We proved that SOV scores, especially SOV_refine, are effective machine learning features for protein quality assessment. We used 85 targets from CASP9 and 67 targets from CASP10 as training data and their real GDT_TS scores as objective values. For each target, we randomly selected 150 protein models. For each model, we extracted 32 features, mostly from [17], as the basic feature set and generated three more feature sets: (1) Basic set plus SOV’99 for predicted and assigned secondary structures; (2) Basic set plus SOV_refine (λ = 0.1) for predicted and assigned secondary structures; (3) Basic set plus SOV_refine (λ = 1) for predicted and assigned secondary structures. We used SCRATCH [26] to obtain the predicted secondary structures.

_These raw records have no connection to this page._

//! OCR transcript model and text matching helpers.
//!
//! Extraction operates on an ordered sequence of lines; order matters because
//! context-window rules scan the lines after an anchor. All signature and
//! keyword matching happens on a diacritic-folded, uppercased view so that
//! OCR output with or without accents matches the same rule tables.

use serde::{Deserialize, Serialize};

/// The OCR transcript of one document image.
///
/// Immutable input to the pipeline; produced by the external OCR collaborator.
#[derive(Debug, Clone, Serialize, Deserialize)]
pub struct RawText {
    lines: Vec<String>,
}

impl RawText {
    /// Build from pre-split lines.
    pub fn from_lines(lines: Vec<String>) -> Self {
        Self { lines }
    }

    /// Ordered lines of the transcript.
    pub fn lines(&self) -> &[String] {
        &self.lines
    }

    /// Whole transcript joined with newlines.
    pub fn joined(&self) -> String {
        self.lines.join("\n")
    }

    /// True when no line contains any non-whitespace character.
    pub fn is_blank(&self) -> bool {
        self.lines.iter().all(|l| l.trim().is_empty())
    }

    /// Line count.
    pub fn len(&self) -> usize {
        self.lines.len()
    }

    pub fn is_empty(&self) -> bool {
        self.lines.is_empty()
    }
}

impl From<&str> for RawText {
    fn from(text: &str) -> Self {
        Self {
            lines: text.lines().map(|l| l.to_string()).collect(),
        }
    }
}

/// Fold a string for rule matching: uppercase ASCII with accents stripped.
///
/// Only the Latin-1 accented letters that occur in Brazilian documents are
/// mapped; anything else passes through uppercased.
pub fn fold_for_match(s: &str) -> String {
    s.chars()
        .map(|c| match c {
            'á' | 'à' | 'â' | 'ã' | 'ä' | 'Á' | 'À' | 'Â' | 'Ã' | 'Ä' => 'A',
            'é' | 'ê' | 'è' | 'ë' | 'É' | 'Ê' | 'È' | 'Ë' => 'E',
            'í' | 'î' | 'ì' | 'ï' | 'Í' | 'Î' | 'Ì' | 'Ï' => 'I',
            'ó' | 'ô' | 'õ' | 'ò' | 'ö' | 'Ó' | 'Ô' | 'Õ' | 'Ò' | 'Ö' => 'O',
            'ú' | 'û' | 'ù' | 'ü' | 'Ú' | 'Û' | 'Ù' | 'Ü' => 'U',
            'ç' | 'Ç' => 'C',
            'ñ' | 'Ñ' => 'N',
            _ => c.to_ascii_uppercase(),
        })
        .collect()
}

/// True when the folded haystack contains the folded needle.
pub fn contains_folded(haystack: &str, needle: &str) -> bool {
    fold_for_match(haystack).contains(&fold_for_match(needle))
}

#[cfg(test)]
mod tests {
    use super::*;

    #[test]
    fn test_from_str_preserves_order() {
        let text = RawText::from("REGISTRO GERAL\nNome\nMaria");
        assert_eq!(text.len(), 3);
        assert_eq!(text.lines()[0], "REGISTRO GERAL");
        assert_eq!(text.lines()[2], "Maria");
    }

    #[test]
    fn test_fold_strips_diacritics() {
        assert_eq!(fold_for_match("Saúde"), "SAUDE");
        assert_eq!(fold_for_match("república"), "REPUBLICA");
        assert_eq!(fold_for_match("SulAmérica"), "SULAMERICA");
    }

    #[test]
    fn test_contains_folded() {
        assert!(contains_folded("Bradesco Saúde", "SAUDE"));
        assert!(contains_folded("SECRETARIA DE SEGURANCA", "Segurança"));
        assert!(!contains_folded("texto qualquer", "UNIMED"));
    }

    #[test]
    fn test_blank_detection() {
        assert!(RawText::from("  \n\t\n").is_blank());
        assert!(!RawText::from("x").is_blank());
    }
}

We used Random Forest [27] to train the prediction models.

We blindly tested the performance of the QA models trained from the four feature sets on 75 targets in CASP11 in two stages [18]. The evaluation measures are the same as those in official CASP evaluations [18] including (1) the weighted mean of Pearson’s product moment correlation coefficient (wmPMCC), (2) the average loss (Ave loss), (3) the average GDT_TS deviations (Ave ΔGDT), and (4) the Matthews correlation coefficient (MCC). The blind test results are shown in Table 3. All of the three SOV scores play a positive role in improving the performance; and SOV_refine (λ = 1) performs better than SOV_refine (λ = 0.1) and SOV’99 in terms of most of the evaluation criteria.

Table 3 The evaluation results of quality assessment of protein models using different SOV scores as machine learning features

SOV_refine scores for measuring similarity of different definitions of topologically associating domains (TADs)

The SOV scores have other important applications in comparing segmented sequences besides protein secondary structure sequences. Here we demonstrate an example of using SOV score to measure the similarity of different definitions (in terms of genomic locations) of topologically associating domains (TADs) in mammalian genomes. For the same genomic region, different TAD-detection algorithms may infer different TAD locations [28]. Therefore, SOV score can be used here to measure the similarity of different TAD definitions (i.e., the similarity about which part of the genomic region is within a TAD body and which part is within the boundary).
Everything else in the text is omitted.